[Work request] Report only the number of lines that contain the string "HashSet" in the records below.

Exercise data below:

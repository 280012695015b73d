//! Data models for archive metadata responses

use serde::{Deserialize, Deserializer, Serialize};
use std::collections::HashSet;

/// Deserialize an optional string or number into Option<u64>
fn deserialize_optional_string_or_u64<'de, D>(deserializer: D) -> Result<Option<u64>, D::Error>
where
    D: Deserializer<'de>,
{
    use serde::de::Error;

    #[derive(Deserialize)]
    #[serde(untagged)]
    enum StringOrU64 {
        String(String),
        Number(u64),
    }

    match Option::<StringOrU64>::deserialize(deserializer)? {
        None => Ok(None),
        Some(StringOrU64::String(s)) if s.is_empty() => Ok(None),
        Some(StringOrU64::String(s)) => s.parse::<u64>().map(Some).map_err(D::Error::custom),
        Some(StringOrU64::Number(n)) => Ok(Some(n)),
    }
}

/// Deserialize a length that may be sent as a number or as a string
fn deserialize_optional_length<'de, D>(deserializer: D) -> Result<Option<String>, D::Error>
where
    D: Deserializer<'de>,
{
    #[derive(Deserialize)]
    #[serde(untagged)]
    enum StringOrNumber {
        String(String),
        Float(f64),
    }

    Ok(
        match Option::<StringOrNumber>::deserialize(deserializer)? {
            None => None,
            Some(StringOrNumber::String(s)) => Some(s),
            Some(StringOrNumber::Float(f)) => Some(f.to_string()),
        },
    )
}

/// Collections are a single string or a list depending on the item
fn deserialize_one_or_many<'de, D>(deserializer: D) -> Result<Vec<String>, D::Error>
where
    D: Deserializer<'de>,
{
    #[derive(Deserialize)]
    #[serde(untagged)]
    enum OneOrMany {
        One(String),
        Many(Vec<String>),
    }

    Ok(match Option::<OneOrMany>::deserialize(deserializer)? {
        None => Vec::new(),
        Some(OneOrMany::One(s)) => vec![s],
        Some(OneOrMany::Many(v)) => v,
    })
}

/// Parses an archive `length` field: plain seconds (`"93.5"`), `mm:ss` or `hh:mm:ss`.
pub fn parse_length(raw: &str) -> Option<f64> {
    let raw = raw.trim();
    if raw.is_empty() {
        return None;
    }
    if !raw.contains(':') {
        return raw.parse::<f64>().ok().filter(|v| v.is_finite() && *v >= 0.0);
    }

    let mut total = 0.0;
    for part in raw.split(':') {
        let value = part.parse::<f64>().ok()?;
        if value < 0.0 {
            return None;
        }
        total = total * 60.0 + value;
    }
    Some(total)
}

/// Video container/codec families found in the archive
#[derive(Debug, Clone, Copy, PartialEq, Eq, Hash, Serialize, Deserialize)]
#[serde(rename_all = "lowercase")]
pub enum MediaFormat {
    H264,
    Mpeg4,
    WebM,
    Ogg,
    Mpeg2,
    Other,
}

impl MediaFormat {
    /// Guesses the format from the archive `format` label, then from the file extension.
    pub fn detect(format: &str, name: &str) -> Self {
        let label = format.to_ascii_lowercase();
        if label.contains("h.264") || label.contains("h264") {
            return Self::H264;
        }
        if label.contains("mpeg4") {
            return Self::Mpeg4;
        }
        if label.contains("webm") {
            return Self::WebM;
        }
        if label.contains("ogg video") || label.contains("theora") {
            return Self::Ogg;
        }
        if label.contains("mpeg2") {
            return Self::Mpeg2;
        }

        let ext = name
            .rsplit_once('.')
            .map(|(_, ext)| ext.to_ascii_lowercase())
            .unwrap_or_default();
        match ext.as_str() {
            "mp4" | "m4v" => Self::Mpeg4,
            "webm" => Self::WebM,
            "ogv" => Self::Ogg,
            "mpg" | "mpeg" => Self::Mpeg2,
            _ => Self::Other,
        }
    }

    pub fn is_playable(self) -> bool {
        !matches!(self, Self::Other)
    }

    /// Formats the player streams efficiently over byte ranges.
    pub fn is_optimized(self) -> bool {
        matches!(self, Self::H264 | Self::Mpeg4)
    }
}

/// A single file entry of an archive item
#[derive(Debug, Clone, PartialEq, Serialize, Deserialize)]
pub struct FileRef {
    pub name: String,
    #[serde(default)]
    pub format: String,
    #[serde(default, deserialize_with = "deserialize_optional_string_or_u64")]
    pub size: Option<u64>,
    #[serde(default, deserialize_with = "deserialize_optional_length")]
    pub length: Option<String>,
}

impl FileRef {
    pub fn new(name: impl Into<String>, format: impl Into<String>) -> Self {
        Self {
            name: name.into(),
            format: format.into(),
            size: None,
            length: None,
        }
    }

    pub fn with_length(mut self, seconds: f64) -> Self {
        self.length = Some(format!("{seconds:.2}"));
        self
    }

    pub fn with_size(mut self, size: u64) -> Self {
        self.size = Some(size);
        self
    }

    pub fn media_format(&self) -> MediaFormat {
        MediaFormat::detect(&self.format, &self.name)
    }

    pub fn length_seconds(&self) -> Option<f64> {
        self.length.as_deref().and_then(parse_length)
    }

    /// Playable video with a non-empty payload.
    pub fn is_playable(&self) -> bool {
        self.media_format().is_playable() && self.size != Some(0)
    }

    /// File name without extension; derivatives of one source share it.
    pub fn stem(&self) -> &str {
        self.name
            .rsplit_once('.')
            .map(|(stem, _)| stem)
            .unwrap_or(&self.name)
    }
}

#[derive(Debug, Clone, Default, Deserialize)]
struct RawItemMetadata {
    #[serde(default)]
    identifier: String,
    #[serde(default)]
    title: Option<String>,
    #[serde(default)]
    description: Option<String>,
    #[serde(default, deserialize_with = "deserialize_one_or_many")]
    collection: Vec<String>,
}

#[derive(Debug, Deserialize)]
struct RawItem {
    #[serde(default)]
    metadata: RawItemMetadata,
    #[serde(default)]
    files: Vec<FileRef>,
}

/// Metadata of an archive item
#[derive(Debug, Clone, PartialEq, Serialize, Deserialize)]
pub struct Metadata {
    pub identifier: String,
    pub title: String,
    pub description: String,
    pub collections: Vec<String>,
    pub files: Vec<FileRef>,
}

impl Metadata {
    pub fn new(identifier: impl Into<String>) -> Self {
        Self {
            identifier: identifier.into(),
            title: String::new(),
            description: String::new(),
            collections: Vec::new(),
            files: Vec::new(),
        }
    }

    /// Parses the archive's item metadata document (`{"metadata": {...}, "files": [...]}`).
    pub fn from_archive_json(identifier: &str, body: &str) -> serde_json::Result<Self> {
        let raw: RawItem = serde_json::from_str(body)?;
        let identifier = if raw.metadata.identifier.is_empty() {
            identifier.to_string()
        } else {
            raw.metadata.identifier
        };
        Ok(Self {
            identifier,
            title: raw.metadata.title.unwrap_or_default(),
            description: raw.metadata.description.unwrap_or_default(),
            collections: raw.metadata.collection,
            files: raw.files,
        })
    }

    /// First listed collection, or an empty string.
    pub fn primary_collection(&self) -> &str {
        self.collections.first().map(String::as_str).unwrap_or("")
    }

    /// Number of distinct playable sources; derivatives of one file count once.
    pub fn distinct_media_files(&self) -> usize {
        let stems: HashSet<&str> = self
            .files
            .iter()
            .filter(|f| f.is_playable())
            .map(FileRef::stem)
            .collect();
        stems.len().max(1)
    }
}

End of Exercise data.
Exercise data below:

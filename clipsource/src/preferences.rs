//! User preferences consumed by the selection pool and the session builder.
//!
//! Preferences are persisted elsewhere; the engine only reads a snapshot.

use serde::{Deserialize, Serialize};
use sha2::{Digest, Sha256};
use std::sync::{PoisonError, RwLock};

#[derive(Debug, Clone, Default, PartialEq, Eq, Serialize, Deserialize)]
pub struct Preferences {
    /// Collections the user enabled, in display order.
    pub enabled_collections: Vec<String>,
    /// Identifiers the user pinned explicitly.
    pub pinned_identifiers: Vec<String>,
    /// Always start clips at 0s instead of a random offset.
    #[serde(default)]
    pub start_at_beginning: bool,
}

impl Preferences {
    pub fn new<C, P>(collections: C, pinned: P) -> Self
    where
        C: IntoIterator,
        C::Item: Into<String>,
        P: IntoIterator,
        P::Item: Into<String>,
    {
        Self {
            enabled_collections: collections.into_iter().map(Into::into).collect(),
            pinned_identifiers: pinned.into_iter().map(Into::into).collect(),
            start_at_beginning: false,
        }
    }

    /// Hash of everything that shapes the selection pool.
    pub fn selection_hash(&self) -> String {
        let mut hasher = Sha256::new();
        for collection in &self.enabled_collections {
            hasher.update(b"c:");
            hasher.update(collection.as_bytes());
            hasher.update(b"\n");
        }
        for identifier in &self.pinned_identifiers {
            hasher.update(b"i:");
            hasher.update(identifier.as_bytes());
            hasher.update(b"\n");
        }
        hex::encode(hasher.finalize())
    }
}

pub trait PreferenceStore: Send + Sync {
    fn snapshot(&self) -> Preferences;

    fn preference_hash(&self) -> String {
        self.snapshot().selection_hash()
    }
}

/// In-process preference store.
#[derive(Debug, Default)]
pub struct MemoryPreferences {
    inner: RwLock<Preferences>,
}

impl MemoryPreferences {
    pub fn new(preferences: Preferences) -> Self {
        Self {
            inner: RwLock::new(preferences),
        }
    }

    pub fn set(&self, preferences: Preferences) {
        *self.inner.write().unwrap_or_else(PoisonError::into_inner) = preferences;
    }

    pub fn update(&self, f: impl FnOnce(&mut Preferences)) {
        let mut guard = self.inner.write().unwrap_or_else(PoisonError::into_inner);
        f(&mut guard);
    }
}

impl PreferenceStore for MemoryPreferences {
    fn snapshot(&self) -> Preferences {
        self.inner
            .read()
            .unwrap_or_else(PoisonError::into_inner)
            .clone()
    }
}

End of Exercise data.

[Result for this exercise] 2